Such high financial burdens undermine access to care, deplete incomes,
and drain resources. Notably, a recent study found that the elderly in
the United States are far more likely to go without care because of the
cost and face problems paying medical bills than their counterparts in
10 other high-income countries. Beneficiaries with complex care needs
are particularly at risk.

Policy Options to Modernize Benefits and Improve Low-Income Protections

To modernize Medicare's core benefits and update policies related to
low-income beneficiaries, the brief discusses two complementary options.
The first would offer a new Medicare-sponsored plan choice. Available
for an extra premium, it would provide an integrated design with
prescription coverage, more-affordable cost-sharing, and a limit on
out-of-pocket costs—making supplemental coverage unnecessary. The second
option would expand subsidies for Medicare's premiums and reduce
cost-sharing for beneficiaries with incomes up to 200 percent of the
federal poverty level in ways that align with the Affordable Care Act's
policies for the under-65 population.


Comment by Don McCanne

At the 50th anniversary of Medicare we can be thankful for the
assistance it has provided to our seniors and those with long term
disabilities in improving access to care and in making health care more
affordable for them. However, Medicare does have significant
deficiencies and this is a good time to look at them and see what we can
do to improve the program.

Probably the most glaring defect is that the coverage is inadequate,
especially for those with modest incomes. Premiums for Parts B and D,
deductibles for Parts A, B and D, 20% coinsurance for Part B, other
forms of cost sharing, and the lack of a ceiling on out-of-pocket costs
all combined can create severe financial hardships for far too many.
Medicare should be structured to ensure health security without
threatening exposure to financial insecurity.

To cover these high out-of-pocket costs, some purchase Medigap plans.
But these plans are overpriced, partly because they consume 20% of the
premiums for administration. Plus they add administrative complexity for
the providers because of having to interact with two payers - Medicare
plus the Medigap plan. Employer-sponsored retiree health plans may
provide wraparound coverage for Medicare, but this is administratively
inefficient as well. More comprehensive coverage by Medicare would
relieve employers of their responsibilities for their retiree health
plans for the Medicare-eligible population, plus it would free up funds
that could be added to retiree pensions.

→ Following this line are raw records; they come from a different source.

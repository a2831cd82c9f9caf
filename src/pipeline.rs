//! End-to-end analysis pipeline.
//!
//! Wires the stages in dependency order: load and prepare prices, build the
//! model, sample, summarize, associate an event, export. Each stage takes
//! the previous stage's output type, so a stage cannot run before its
//! predecessor has produced anything.

use std::path::PathBuf;

use tracing::{info, warn};

use crate::diagnostics::{convergence_summary, ParameterSummary};
use crate::error::Result;
use crate::events::{load_event_csv, Event, EventCatalog};
use crate::export::export;
use crate::model::{ChangePointModel, ChangePointPriors};
use crate::prepare::{load_and_prepare, PrepareConfig};
use crate::sampler::{sample_posterior, SamplerConfig};
use crate::summary::{summarize, ChangePointResult};

/// Configuration for a full analysis run.
#[derive(Debug, Clone)]
pub struct AnalysisConfig {
    /// Input price CSV (`Date`, `Price`).
    pub price_csv: PathBuf,
    /// Optional event catalogue CSV (`event_date`, `event_name`,
    /// `description`).
    pub events_csv: Option<PathBuf>,
    /// Data preparation settings.
    pub prepare: PrepareConfig,
    /// Model prior hyperparameters.
    pub priors: ChangePointPriors,
    /// Sampler settings.
    pub sampler: SamplerConfig,
    /// Output path for the thinned price series CSV.
    pub price_out: PathBuf,
    /// Output path for the change-point result CSV.
    pub result_out: PathBuf,
}

impl AnalysisConfig {
    /// Default configuration for a given input file and output directory.
    pub fn new(price_csv: impl Into<PathBuf>, out_dir: impl Into<PathBuf>) -> Self {
        let out_dir = out_dir.into();
        Self {
            price_csv: price_csv.into(),
            events_csv: None,
            prepare: PrepareConfig::default(),
            priors: ChangePointPriors::default(),
            sampler: SamplerConfig::default(),
            price_out: out_dir.join("prices.csv"),
            result_out: out_dir.join("change_point_results.csv"),
        }
    }

    /// Attach an event catalogue.
    pub fn with_events_csv(mut self, path: impl Into<PathBuf>) -> Self {
        self.events_csv = Some(path.into());
        self
    }
}

/// Everything a caller needs from one analysis run.
#[derive(Debug, Clone)]
pub struct AnalysisReport {
    /// The exported point estimates.
    pub result: ChangePointResult,
    /// Nearest catalogued event at or before the change date, if any.
    pub event: Option<Event>,
    /// Per-parameter posterior summaries with split-R̂.
    pub diagnostics: Vec<ParameterSummary>,
    /// Number of log-return observations used for inference.
    pub n_observations: usize,
}

/// Run the full pipeline: prepare, sample, summarize, associate, export.
///
/// A missing or malformed event catalogue downgrades to "no association"
/// with a warning; every other stage failure propagates.
pub fn run_full_analysis(config: &AnalysisConfig) -> Result<AnalysisReport> {
    let (prices, returns) = load_and_prepare(&config.price_csv, &config.prepare)?;
    info!(
        observations = returns.len(),
        "prepared series; building change-point model"
    );

    let model = ChangePointModel::new(&returns, config.priors)?;
    let samples = sample_posterior(&model, &config.sampler)?;
    let result = summarize(&samples, &prices)?;
    let diagnostics = convergence_summary(&samples);

    let catalog = match &config.events_csv {
        Some(path) => load_event_csv(path).unwrap_or_else(|e| {
            warn!(error = %e, "failed to load event catalogue; association disabled");
            EventCatalog::default()
        }),
        None => {
            warn!("no events CSV configured; event association skipped");
            EventCatalog::default()
        }
    };
    let event = catalog.associate(result.change_date).cloned();
    match &event {
        Some(event) => info!(
            name = %event.event_name,
            date = %event.event_date,
            "associated change point with catalogued event"
        ),
        None => info!("no catalogued event at or before the change date"),
    }

    export(&prices, &result, &config.price_out, &config.result_out)?;

    Ok(AnalysisReport {
        result,
        event,
        diagnostics,
        n_observations: model.n(),
    })
}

Very low income individuals may
qualify for Medicaid coverage, though these dual-eligible individuals,
to their dismay, are now often being forced into managed care plans
designed for the welfare population. Others select private Medicare
Advantage plans, but the government unfairly pays the private plans more
- two-thirds of which is kept by the insurers instead of going toward
patient benefits. Although Medicare Advantage plans reduce spending for
the beneficiaries, they do so by wasting an inordinate amount of
taxpayer dollars on non-medical administrative excesses and insurer profits.

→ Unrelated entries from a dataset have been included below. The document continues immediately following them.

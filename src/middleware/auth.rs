use std::sync::Arc;
use std::time::Duration;

use axum::{
    extract::{Request, State},
    http::{header::AUTHORIZATION, HeaderMap},
    middleware::Next,
    response::Response,
};
use moka::sync::Cache; // ✅ High-performance TTL Cache
use serde::{Deserialize, Serialize};
use tracing::{debug, warn};
use utoipa::ToSchema;

use crate::app_state::AppState;
use crate::db::models::request::ServerRequest;
use crate::db::models::role::Role;
use crate::db::models::user::User;
use crate::error::AppError;

/// ✅ **Authenticated caller, resolved from the token and the stored account**
#[derive(Debug, Clone, PartialEq, Eq, Serialize, Deserialize, ToSchema)]
pub struct Principal {
    pub user_id: i32,
    #[serde(rename = "nama")]
    pub name: String,
    pub role: Role,
}

impl From<&User> for Principal {
    fn from(user: &User) -> Self {
        Self {
            user_id: user.id,
            name: user.name.clone(),
            role: user.role,
        }
    }
}

impl Principal {
    pub fn has_role(&self, roles: &[Role]) -> bool {
        roles.contains(&self.role)
    }

    /// ✅ **403 unless the caller holds one of `roles`**
    pub fn require_role(&self, roles: &[Role]) -> Result<(), AppError> {
        if self.has_role(roles) {
            return Ok(());
        }
        warn!("⛔ User {} ({}) denied, requires one of {:?}", self.user_id, self.role, roles);
        Err(AppError::forbidden("Forbidden."))
    }

    /// Requesters only see their own requests; every other role may read any request.
    pub fn can_access(&self, request: &ServerRequest) -> bool {
        self.role != Role::Requester || request.owner_id == self.user_id
    }

    pub fn ensure_access(&self, request: &ServerRequest) -> Result<(), AppError> {
        if self.can_access(request) {
            return Ok(());
        }
        warn!("⛔ User {} denied access to pengajuan {}", self.user_id, request.id);
        Err(AppError::forbidden("Forbidden."))
    }
}

/// ✅ **Principal cache using `moka`**
pub type PrincipalCache = Arc<Cache<i32, Principal>>;

pub fn create_principal_cache(ttl: Duration) -> PrincipalCache {
    Arc::new(Cache::builder().time_to_live(ttl).max_capacity(10_000).build())
}

fn bearer_token(headers: &HeaderMap) -> Result<&str, AppError> {
    let header = headers
        .get(AUTHORIZATION)
        .ok_or_else(|| AppError::unauthorized("Missing Authorization header."))?
        .to_str()
        .map_err(|_| AppError::unauthorized("Invalid Authorization header."))?;

    let (scheme, token) = header
        .split_once(' ')
        .ok_or_else(|| AppError::unauthorized("Invalid Authorization header."))?;
    if !scheme.eq_ignore_ascii_case("Bearer") || token.trim().is_empty() {
        return Err(AppError::unauthorized("Invalid Authorization header."));
    }
    Ok(token.trim())
}

async fn resolve_principal(state: &AppState, user_id: i32) -> Result<Principal, AppError> {
    if let Some(principal) = state.principals.get(&user_id) {
        return Ok(principal);
    }

    let user = state.store.find_user(user_id).await?.ok_or_else(|| {
        warn!("⛔ Token for deleted user {}", user_id);
        AppError::unauthorized("Unauthorized.")
    })?;

    let principal = Principal::from(&user);
    state.principals.insert(user_id, principal.clone());
    Ok(principal)
}

/// ✅ **Bearer token middleware**
///
/// Decodes the token, loads the account (through the principal cache) and attaches the
/// [`Principal`] to the request. A deleted account or a role changed since issuance is a 401.
pub async fn auth_middleware(
    State(state): State<AppState>,
    mut req: Request,
    next: Next,
) -> Result<Response, AppError> {
    let token = bearer_token(req.headers())?;

    let claims = state.credentials.decode(token).map_err(|e| {
        warn!("❌ Token rejected: {}", e);
        AppError::unauthorized("Invalid or expired token.")
    })?;

    let user_id = claims
        .user_id()
        .ok_or_else(|| AppError::unauthorized("Invalid or expired token."))?;

    let principal = resolve_principal(&state, user_id).await?;
    if principal.role != claims.role {
        warn!(
            "⛔ Stale token for user {}: token role {}, stored role {}",
            user_id, claims.role, principal.role
        );
        return Err(AppError::unauthorized("Unauthorized."));
    }

    debug!("🔑 Authenticated user {} as {}", principal.user_id, principal.role);
    req.extensions_mut().insert(principal);
    Ok(next.run(req).await)
}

The authors of this brief do recommend creating a new Medicare option -
"Medicare Essential" - available for an extra premium, which would
integrate more benefits and place a ceiling on out-of-pocket costs,
obviating the need for supplemental coverage. They would also protect
low-income individuals by adding premium subsidies and cost sharing
reductions, based on income, much like the subsidies for the plans in
the ACA exchanges. These changes would certainly reduce the financial
burden that Medicare beneficiaries face, but their analysis of the
impact of these two policies shows that 15 percent of Medicare
beneficiaries would still be paying over 20 percent of their income on
care and premiums.

A better solution would be to go ahead and roll the benefits of these
various supplemental or complementary programs into the traditional
Medicare program so that it could be administered as one single program,
but to also achieve greater efficiency by eliminating all of the
premiums, deductibles, coinsurance and other cost sharing, and instead
funding all care through a single, equitably-funded Medicare risk pool.
Carrying that one step further, the maximum efficiency would be attained
by expanding that risk pool to cover absolutely everyone so that we
would all have prepaid health care whenever we needed it.

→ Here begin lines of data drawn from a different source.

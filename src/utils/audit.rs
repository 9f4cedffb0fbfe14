use tracing::warn;

use crate::db::models::audit::NewAuditEntry;
use crate::db::store::RecordStore;

/// Appends an audit entry. A failed write is logged and never fails the caller.
pub async fn record(store: &dyn RecordStore, entry: NewAuditEntry) {
    let request_id = entry.request_id;
    let action = entry.action.clone();
    if let Err(e) = store.append_audit(entry).await {
        warn!("⚠️ Failed to write audit entry {} for pengajuan {}: {}", action, request_id, e);
    }
}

After 50 years, it is clear that Medicare needs improvement, though it
still has strong support of the public. The time is ripe for not only
improving it, but also expanding it to cover everyone. Let us hope that
we do not have to wait another 50 years to get it right.

Wednesday, July 29, 2015

Fwd: qotd: Rep. McDermott introduces H.R.3241: State-Based Universal Health Care Act

Quote-of-the-day mailing list

-------- Forwarded Message --------
Subject: qotd: Rep. McDermott introduces H.R.3241: State-Based
Universal Health Care Act
Date: Wed, 29 Jul 2015 11:13:03 -0700
From: Don McCanne <>
To: Quote-of-the-Day <>

U.S. House of Representatives
July 28, 2015
Rep. Jim McDermott
Statement Introducing the State-Based Universal Health Care Act of 2015

Mr. Speaker, I rise today to introduce legislation that will give states
the tools they need to guarantee the health security of their citizens.
The State-Based Universal Health Care Act of 2015 establishes a new
procedure through which states may apply for a waiver of federal law in
order to design and implement single-payer health care systems. This
will allow states to achieve universal coverage and control costs by
removing greed and inefficiency from the system.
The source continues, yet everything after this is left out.